**Task objective:**
Wherever "totals" appears in the records below, copy the line that holds it.

Data items
==============================

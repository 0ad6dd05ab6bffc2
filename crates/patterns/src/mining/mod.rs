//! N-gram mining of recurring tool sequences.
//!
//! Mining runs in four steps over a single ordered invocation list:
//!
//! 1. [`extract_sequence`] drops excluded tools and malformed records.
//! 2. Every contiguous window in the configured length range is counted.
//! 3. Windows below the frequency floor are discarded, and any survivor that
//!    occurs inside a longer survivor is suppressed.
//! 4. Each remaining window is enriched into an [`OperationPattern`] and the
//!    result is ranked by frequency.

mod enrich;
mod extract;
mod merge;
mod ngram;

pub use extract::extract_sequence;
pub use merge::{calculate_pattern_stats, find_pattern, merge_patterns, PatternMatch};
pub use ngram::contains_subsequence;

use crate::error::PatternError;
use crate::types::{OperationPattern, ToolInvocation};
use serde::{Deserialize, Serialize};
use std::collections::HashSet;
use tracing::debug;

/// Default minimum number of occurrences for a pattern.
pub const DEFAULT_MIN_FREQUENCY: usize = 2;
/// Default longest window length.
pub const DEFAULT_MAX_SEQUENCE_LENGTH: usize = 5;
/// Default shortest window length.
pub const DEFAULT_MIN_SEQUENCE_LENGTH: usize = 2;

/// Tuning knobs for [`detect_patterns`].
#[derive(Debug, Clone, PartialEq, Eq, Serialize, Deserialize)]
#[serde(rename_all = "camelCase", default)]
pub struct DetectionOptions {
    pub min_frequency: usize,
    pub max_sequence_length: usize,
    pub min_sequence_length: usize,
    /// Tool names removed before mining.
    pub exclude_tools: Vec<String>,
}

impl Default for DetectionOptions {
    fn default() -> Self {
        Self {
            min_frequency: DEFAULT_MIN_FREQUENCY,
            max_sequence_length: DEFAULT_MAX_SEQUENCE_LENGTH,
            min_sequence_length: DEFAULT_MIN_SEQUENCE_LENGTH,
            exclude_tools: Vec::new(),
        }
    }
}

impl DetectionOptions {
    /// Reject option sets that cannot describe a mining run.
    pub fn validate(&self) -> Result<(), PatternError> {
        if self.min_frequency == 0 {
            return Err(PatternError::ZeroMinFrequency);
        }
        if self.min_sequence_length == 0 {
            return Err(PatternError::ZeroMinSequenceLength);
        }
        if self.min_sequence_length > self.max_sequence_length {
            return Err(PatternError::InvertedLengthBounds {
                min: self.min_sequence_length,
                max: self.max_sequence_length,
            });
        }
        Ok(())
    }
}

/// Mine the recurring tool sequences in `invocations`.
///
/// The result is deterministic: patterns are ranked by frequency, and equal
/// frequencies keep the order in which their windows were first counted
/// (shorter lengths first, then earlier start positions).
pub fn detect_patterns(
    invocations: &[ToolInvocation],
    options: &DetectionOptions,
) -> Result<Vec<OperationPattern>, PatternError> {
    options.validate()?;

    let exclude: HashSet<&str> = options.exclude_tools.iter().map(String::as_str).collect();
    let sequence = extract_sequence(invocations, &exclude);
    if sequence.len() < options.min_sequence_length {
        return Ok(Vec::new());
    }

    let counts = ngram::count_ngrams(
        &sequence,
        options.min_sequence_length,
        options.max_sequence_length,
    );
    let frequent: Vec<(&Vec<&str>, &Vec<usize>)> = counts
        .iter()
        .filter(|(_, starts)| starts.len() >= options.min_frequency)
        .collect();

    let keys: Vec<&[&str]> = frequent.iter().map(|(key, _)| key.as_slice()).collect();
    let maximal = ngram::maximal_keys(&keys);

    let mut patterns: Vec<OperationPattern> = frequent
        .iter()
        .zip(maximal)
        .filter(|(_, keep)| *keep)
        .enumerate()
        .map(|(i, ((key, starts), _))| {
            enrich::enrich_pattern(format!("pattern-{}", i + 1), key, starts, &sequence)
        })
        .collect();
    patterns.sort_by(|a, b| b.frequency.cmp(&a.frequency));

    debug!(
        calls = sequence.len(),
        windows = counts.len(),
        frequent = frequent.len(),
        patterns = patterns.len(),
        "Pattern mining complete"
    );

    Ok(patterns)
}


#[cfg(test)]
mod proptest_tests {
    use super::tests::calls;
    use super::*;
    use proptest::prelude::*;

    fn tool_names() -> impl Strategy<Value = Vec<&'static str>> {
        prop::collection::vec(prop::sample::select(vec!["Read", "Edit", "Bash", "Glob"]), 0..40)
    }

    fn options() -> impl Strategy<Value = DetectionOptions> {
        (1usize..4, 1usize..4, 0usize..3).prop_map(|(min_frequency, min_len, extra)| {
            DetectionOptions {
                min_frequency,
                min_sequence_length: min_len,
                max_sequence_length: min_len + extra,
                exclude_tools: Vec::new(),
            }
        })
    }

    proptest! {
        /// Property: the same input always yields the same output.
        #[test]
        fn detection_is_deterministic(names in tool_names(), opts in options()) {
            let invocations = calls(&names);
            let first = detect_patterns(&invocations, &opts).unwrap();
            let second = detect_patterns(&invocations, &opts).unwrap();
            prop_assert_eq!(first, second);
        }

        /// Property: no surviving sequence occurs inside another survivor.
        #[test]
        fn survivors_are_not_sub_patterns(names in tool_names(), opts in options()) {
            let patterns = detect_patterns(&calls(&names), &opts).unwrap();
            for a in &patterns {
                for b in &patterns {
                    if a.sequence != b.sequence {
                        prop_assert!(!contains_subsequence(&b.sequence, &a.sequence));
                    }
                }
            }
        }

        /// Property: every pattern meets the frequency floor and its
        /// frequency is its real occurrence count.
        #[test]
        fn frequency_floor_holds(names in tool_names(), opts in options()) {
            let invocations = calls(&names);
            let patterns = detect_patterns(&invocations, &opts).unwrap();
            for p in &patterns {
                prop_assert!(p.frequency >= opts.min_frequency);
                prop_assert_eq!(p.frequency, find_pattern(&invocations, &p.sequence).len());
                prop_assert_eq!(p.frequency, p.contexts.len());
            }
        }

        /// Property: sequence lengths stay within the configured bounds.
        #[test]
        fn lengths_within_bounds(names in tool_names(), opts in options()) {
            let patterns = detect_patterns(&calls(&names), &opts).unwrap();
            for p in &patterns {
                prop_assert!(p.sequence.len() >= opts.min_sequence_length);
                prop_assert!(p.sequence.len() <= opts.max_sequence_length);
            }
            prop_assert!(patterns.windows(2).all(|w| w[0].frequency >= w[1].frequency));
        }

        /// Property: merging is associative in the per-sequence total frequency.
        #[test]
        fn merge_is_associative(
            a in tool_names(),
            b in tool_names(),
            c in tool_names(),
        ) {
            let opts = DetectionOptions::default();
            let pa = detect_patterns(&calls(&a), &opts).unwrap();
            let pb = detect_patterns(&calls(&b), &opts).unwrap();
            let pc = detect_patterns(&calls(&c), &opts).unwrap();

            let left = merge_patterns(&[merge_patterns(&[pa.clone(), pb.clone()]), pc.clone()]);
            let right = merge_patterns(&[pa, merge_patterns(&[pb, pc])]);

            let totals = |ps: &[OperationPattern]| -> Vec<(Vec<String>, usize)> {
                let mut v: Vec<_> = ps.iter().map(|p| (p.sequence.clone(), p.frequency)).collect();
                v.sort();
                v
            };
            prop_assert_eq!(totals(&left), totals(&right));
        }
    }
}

==============================

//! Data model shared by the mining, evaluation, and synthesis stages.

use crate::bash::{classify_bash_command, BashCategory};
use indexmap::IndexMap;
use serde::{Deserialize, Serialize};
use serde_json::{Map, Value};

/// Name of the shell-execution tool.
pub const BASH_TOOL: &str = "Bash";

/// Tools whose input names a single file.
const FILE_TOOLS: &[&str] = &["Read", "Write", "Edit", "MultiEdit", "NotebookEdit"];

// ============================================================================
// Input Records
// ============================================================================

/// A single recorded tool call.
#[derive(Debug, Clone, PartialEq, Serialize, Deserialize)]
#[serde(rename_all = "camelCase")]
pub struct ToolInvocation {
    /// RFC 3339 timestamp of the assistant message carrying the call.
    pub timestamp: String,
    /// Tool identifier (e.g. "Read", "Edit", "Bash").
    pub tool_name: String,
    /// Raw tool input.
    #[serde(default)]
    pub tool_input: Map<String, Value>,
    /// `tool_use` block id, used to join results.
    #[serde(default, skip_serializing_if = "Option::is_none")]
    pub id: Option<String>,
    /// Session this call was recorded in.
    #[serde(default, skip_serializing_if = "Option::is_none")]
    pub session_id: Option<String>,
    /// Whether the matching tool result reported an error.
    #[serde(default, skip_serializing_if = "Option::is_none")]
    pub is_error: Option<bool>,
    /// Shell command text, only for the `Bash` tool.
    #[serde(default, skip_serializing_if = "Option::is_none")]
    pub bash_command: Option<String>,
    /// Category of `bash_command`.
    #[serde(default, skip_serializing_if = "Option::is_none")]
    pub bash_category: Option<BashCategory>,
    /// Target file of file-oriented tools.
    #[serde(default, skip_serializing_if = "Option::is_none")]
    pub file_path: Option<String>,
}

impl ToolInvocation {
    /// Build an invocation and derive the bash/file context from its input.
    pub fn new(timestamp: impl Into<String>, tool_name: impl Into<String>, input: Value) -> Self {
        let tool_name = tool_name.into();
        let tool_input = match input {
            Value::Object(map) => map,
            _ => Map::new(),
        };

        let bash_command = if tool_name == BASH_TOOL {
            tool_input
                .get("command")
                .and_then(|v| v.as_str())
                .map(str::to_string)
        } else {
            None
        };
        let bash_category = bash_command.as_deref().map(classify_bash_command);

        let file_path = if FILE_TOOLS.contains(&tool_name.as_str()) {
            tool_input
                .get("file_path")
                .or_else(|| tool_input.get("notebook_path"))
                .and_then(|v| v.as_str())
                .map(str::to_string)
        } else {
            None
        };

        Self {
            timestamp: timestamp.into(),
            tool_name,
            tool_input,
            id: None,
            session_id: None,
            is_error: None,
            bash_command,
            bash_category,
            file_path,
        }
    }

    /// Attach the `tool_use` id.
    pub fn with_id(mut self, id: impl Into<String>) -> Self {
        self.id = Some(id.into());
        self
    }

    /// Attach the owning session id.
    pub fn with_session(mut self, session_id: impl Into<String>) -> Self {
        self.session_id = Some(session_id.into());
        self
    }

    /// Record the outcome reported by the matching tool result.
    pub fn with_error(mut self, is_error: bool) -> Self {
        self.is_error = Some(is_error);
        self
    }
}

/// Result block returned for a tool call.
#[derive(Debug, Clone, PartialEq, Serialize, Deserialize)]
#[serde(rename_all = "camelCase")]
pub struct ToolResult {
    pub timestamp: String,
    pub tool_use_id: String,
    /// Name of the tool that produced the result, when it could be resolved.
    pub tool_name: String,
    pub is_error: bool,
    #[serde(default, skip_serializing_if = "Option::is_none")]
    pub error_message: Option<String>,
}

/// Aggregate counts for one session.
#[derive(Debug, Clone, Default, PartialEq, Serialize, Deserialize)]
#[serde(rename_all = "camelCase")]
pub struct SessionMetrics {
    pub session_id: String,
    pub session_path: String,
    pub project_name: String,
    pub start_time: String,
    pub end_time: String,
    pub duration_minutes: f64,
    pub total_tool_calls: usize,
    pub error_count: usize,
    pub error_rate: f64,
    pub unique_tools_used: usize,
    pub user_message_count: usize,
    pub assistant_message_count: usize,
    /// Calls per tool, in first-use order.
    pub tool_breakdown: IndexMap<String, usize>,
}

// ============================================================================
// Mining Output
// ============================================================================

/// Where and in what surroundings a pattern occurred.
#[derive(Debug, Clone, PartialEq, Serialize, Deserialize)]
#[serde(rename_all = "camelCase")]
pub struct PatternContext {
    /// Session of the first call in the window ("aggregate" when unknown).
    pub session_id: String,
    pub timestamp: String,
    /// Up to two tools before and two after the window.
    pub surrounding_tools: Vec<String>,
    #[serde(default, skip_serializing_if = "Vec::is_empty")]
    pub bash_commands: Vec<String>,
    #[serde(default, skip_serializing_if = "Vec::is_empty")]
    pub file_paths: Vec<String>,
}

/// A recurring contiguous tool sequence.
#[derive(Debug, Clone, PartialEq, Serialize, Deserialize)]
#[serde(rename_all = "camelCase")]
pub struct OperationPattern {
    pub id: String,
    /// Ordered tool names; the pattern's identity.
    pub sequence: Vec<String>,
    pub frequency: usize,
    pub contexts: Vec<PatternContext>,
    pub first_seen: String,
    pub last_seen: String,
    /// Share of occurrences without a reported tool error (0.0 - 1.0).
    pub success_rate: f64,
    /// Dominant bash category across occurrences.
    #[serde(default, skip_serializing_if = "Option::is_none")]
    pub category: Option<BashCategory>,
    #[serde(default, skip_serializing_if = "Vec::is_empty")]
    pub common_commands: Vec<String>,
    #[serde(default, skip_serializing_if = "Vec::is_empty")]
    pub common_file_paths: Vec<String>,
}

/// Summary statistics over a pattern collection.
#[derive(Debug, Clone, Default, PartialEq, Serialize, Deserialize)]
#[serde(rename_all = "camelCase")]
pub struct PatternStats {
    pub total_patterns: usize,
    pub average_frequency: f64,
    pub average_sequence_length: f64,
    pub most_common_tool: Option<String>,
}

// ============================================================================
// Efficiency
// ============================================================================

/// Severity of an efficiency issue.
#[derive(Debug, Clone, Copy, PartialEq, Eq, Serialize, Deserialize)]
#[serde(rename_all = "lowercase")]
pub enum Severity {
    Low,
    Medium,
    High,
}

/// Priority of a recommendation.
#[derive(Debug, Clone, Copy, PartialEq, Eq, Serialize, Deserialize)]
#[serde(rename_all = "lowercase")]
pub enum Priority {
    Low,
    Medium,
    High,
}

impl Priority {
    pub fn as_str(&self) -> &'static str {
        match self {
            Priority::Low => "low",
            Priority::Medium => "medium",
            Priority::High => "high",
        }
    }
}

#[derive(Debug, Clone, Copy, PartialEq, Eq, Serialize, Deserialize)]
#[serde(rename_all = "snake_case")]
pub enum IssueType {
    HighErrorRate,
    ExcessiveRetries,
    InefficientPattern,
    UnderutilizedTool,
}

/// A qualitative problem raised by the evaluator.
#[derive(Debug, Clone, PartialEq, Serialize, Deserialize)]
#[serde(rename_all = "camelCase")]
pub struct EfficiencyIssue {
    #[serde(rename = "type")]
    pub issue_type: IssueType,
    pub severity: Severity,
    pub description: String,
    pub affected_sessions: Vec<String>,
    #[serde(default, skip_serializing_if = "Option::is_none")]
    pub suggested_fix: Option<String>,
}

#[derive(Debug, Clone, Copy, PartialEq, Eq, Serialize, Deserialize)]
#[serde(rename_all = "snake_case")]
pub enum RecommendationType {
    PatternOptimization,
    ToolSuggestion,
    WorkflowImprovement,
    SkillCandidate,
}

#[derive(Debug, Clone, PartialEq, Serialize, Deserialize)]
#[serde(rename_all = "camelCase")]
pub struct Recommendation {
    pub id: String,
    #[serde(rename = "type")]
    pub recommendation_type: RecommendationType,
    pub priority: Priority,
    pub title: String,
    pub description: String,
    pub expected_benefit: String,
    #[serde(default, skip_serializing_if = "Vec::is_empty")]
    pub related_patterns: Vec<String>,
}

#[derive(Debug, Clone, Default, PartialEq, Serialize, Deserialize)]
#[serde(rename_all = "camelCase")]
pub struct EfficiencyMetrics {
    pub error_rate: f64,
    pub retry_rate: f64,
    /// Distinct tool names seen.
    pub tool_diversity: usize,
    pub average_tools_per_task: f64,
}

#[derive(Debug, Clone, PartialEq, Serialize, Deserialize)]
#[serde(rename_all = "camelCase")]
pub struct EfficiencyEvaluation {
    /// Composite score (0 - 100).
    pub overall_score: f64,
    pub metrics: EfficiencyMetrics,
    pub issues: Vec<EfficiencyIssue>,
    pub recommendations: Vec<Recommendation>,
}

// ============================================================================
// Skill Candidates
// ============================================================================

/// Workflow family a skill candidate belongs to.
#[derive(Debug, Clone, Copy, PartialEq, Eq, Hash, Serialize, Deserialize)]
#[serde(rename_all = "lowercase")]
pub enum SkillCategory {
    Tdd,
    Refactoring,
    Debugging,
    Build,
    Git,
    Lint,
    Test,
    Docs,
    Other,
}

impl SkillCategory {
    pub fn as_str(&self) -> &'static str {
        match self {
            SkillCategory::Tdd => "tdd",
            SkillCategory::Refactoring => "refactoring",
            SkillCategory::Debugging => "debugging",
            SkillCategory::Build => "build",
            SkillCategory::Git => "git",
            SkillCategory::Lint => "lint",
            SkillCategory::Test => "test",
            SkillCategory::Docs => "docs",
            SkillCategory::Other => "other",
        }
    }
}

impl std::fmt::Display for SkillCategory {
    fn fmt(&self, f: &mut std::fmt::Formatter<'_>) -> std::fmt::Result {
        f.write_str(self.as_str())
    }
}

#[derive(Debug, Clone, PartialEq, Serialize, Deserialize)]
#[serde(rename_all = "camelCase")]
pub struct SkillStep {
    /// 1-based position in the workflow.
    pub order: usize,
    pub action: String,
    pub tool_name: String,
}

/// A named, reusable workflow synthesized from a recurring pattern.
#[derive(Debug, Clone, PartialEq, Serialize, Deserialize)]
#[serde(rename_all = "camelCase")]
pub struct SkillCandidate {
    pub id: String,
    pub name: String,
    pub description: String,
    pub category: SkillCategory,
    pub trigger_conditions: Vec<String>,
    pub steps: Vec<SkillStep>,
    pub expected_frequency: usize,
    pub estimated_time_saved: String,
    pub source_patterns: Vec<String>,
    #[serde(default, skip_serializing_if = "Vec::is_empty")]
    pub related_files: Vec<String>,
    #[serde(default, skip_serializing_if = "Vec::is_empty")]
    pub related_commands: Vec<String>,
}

==============================

**Answer below:**
            let totals = |ps: &[OperationPattern]| -> Vec<(Vec<String>, usize)> {
            prop_assert_eq!(totals(&left), totals(&right));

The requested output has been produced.